── GIVEN INFORMATION ──

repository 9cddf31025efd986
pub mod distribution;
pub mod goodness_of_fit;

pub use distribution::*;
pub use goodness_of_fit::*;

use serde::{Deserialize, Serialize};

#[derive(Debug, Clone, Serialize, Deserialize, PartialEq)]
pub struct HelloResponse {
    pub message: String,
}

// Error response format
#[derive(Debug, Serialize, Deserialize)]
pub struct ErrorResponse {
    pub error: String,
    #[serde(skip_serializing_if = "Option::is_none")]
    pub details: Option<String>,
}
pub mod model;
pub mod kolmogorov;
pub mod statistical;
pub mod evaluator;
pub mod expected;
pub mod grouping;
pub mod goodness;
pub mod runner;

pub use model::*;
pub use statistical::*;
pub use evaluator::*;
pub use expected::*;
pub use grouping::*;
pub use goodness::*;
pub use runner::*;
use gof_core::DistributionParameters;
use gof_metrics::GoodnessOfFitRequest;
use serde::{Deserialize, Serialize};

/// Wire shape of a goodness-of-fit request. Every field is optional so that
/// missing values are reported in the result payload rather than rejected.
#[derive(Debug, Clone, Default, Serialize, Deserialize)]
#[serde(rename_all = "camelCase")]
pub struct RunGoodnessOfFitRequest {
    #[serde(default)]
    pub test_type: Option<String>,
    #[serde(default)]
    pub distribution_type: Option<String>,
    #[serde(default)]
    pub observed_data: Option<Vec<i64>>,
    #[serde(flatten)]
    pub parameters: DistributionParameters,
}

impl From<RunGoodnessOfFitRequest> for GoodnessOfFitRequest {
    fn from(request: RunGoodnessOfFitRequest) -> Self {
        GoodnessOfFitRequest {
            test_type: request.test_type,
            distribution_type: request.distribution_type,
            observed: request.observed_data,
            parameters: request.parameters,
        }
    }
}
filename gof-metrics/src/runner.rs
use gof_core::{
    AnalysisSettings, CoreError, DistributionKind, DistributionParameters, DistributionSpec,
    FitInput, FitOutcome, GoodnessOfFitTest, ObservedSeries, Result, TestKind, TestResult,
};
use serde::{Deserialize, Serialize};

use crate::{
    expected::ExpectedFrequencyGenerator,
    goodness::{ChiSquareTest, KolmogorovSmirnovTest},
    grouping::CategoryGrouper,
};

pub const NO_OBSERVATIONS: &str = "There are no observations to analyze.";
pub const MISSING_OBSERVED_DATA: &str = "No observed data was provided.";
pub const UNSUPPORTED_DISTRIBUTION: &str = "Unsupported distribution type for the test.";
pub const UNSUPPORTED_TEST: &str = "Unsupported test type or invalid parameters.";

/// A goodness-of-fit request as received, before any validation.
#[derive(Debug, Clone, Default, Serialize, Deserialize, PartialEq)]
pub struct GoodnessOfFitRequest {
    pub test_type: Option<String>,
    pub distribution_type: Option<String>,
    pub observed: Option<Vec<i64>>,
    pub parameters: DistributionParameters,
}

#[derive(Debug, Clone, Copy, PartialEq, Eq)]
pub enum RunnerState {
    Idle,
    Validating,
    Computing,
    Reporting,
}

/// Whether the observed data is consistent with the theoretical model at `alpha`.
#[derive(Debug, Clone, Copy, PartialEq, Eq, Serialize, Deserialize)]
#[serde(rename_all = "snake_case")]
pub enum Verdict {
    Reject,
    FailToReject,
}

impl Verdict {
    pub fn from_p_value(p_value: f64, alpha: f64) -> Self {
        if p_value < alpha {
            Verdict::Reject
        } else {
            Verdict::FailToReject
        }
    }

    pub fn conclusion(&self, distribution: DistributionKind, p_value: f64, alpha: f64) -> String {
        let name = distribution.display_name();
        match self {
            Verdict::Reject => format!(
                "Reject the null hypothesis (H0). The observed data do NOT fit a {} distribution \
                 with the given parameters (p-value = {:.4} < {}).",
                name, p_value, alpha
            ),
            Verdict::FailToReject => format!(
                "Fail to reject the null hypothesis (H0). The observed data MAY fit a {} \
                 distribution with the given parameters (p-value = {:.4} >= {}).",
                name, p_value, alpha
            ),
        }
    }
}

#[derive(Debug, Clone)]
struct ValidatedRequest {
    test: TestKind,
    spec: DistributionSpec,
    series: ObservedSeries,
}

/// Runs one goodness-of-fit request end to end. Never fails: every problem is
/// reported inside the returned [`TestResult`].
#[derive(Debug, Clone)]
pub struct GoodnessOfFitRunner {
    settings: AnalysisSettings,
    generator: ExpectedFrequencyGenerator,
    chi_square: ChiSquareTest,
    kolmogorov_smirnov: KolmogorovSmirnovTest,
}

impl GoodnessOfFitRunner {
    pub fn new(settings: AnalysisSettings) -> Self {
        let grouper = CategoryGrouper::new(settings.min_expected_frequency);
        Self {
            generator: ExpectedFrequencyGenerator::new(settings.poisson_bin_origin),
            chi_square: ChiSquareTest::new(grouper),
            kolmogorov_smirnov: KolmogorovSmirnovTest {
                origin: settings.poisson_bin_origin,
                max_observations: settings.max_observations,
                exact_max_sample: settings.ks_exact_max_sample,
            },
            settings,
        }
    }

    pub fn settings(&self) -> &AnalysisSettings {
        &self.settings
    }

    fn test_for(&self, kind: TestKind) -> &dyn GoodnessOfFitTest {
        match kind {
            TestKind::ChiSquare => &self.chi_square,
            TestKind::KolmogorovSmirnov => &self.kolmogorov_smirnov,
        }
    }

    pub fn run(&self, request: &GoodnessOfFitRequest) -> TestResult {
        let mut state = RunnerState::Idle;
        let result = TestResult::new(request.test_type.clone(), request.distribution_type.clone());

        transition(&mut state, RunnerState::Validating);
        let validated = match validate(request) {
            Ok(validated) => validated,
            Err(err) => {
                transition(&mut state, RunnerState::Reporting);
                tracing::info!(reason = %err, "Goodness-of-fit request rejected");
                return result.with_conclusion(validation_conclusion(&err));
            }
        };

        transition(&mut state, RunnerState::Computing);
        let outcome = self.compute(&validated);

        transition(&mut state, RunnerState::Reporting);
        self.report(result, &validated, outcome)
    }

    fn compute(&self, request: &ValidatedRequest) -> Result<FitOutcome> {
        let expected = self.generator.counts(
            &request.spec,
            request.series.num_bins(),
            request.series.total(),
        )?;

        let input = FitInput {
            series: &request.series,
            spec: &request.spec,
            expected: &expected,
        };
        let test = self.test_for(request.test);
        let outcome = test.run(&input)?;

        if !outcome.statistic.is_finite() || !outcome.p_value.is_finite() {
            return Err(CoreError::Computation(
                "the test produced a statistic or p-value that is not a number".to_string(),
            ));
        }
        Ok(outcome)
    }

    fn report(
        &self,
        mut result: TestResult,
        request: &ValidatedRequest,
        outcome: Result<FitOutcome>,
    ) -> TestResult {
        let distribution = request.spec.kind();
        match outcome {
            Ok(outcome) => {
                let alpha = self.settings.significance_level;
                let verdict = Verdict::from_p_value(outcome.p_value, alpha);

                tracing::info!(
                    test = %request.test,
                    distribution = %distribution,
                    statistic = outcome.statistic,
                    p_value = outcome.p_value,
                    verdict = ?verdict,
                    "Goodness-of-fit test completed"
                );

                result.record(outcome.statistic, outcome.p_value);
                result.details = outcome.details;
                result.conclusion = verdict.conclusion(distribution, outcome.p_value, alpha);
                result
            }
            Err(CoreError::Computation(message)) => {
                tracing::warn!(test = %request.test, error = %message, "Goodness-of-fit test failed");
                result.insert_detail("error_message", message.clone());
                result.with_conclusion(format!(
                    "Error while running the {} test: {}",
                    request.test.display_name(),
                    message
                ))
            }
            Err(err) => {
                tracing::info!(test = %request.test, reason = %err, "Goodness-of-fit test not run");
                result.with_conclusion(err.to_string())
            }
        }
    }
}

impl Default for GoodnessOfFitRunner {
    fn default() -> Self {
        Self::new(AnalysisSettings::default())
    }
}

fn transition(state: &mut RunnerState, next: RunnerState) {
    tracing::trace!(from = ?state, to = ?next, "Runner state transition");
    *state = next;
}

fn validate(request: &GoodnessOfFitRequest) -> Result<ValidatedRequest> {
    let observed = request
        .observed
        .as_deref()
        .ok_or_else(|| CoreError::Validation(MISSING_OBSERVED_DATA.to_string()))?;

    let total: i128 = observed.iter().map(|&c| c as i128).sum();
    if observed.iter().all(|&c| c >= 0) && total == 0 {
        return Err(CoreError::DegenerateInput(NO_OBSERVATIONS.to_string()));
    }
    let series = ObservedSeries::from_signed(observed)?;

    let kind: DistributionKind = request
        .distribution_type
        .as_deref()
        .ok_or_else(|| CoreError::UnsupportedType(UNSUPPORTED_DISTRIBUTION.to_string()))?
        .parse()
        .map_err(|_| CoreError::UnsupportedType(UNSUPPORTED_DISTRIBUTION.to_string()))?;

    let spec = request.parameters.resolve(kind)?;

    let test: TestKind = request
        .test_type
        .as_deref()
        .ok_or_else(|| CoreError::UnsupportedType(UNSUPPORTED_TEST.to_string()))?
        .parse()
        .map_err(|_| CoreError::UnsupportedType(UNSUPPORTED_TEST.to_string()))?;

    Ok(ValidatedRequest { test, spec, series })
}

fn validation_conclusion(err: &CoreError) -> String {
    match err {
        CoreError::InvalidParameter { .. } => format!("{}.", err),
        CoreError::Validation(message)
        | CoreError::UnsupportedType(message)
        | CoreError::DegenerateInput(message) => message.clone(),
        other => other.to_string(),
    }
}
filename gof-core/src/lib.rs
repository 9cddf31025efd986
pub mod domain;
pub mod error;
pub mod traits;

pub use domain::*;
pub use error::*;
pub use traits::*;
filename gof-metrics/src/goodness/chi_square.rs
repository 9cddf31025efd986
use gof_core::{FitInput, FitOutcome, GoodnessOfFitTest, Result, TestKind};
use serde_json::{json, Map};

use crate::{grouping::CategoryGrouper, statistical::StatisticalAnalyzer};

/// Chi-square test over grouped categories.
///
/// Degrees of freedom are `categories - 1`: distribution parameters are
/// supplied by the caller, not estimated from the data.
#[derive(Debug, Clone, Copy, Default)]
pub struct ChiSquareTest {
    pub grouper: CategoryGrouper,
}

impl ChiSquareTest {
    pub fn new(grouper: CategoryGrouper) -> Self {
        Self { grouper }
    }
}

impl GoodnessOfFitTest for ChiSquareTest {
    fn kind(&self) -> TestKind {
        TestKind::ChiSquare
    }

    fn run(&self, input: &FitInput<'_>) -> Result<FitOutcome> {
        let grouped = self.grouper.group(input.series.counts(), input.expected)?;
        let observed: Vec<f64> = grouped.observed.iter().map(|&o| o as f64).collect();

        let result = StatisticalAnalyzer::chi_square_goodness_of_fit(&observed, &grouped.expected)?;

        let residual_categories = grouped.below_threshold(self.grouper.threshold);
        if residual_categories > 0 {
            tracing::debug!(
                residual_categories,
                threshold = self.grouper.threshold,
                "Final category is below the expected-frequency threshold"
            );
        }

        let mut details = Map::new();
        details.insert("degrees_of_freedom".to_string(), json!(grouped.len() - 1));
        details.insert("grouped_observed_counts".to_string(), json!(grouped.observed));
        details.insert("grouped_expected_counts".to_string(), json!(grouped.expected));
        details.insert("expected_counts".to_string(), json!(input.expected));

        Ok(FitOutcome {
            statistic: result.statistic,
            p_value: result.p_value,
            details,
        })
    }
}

───

§ TASK STATEMENT
Would you copy all lines in the records where the string "TestResult" appears?

§ SOLUTION TO THIS TASK
    FitInput, FitOutcome, GoodnessOfFitTest, ObservedSeries, Result, TestKind, TestResult,
/// reported inside the returned [`TestResult`].
    pub fn run(&self, request: &GoodnessOfFitRequest) -> TestResult {
        let result = TestResult::new(request.test_type.clone(), request.distribution_type.clone());
        mut result: TestResult,
    ) -> TestResult {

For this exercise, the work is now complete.